Dataset records:
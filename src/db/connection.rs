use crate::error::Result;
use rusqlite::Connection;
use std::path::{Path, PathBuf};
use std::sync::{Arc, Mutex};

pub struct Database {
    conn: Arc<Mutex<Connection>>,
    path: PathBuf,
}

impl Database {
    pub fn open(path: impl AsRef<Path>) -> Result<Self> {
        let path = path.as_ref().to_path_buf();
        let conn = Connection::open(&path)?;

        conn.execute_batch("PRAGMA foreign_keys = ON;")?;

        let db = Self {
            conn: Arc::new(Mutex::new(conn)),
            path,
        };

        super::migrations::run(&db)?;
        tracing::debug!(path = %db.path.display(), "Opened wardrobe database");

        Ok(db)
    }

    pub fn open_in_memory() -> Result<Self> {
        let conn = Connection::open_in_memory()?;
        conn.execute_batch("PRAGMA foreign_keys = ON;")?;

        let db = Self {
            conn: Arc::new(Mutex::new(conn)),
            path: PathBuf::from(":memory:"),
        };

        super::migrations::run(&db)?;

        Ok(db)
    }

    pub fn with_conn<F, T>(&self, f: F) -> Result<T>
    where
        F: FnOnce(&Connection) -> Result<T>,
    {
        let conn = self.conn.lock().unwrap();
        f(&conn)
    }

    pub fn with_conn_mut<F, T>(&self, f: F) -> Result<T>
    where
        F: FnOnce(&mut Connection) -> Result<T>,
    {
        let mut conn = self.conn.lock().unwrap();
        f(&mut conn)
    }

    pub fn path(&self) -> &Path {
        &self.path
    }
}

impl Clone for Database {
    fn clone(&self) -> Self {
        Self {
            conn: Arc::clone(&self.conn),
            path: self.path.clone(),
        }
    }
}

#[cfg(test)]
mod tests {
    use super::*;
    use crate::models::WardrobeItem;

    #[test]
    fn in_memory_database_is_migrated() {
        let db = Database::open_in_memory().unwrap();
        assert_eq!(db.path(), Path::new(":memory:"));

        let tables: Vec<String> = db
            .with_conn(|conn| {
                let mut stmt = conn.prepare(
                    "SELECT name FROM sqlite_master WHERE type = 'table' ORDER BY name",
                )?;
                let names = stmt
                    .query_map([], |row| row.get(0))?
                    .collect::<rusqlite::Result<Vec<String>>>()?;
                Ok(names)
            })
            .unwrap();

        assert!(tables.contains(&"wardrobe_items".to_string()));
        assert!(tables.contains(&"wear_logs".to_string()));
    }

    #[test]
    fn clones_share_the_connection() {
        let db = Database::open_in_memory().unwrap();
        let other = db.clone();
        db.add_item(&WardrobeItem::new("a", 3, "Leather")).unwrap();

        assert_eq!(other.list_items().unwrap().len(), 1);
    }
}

--

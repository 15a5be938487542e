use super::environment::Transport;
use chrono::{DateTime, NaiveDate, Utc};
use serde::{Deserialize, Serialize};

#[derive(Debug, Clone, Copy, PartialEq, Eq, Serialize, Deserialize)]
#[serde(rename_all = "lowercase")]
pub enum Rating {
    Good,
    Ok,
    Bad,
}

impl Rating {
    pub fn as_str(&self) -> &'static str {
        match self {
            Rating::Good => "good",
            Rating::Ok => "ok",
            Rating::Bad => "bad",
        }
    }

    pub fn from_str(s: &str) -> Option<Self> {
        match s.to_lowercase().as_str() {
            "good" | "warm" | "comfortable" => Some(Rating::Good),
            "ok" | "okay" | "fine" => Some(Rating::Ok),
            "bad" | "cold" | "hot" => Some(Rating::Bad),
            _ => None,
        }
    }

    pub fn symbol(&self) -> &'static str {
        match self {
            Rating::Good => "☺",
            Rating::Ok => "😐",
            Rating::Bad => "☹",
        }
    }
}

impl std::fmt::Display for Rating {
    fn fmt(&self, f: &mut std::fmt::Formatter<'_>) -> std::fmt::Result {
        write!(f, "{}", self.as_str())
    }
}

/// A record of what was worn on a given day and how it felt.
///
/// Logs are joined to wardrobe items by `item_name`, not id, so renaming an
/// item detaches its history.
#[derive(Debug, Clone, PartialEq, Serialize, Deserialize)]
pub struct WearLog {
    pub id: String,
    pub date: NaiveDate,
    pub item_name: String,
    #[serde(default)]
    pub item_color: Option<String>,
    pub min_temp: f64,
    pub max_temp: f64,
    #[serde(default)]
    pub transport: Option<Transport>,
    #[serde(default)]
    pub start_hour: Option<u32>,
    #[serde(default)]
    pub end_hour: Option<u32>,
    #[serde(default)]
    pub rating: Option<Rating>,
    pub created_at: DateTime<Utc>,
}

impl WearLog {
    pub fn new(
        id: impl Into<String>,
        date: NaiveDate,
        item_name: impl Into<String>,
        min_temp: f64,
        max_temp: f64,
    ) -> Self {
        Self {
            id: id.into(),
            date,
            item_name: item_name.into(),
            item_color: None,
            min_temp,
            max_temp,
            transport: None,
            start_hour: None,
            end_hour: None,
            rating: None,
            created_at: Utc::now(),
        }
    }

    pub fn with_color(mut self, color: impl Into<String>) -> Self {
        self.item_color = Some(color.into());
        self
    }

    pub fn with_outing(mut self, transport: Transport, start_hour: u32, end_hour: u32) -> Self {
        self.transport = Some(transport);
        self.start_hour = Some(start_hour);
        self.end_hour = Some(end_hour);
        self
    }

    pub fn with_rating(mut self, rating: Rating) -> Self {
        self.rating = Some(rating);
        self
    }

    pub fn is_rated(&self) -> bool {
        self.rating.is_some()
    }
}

*Description of the task*. Bring together each line above where the string "struct" turns up.

*Solution for this task*.
pub struct Database {
pub struct WearLog {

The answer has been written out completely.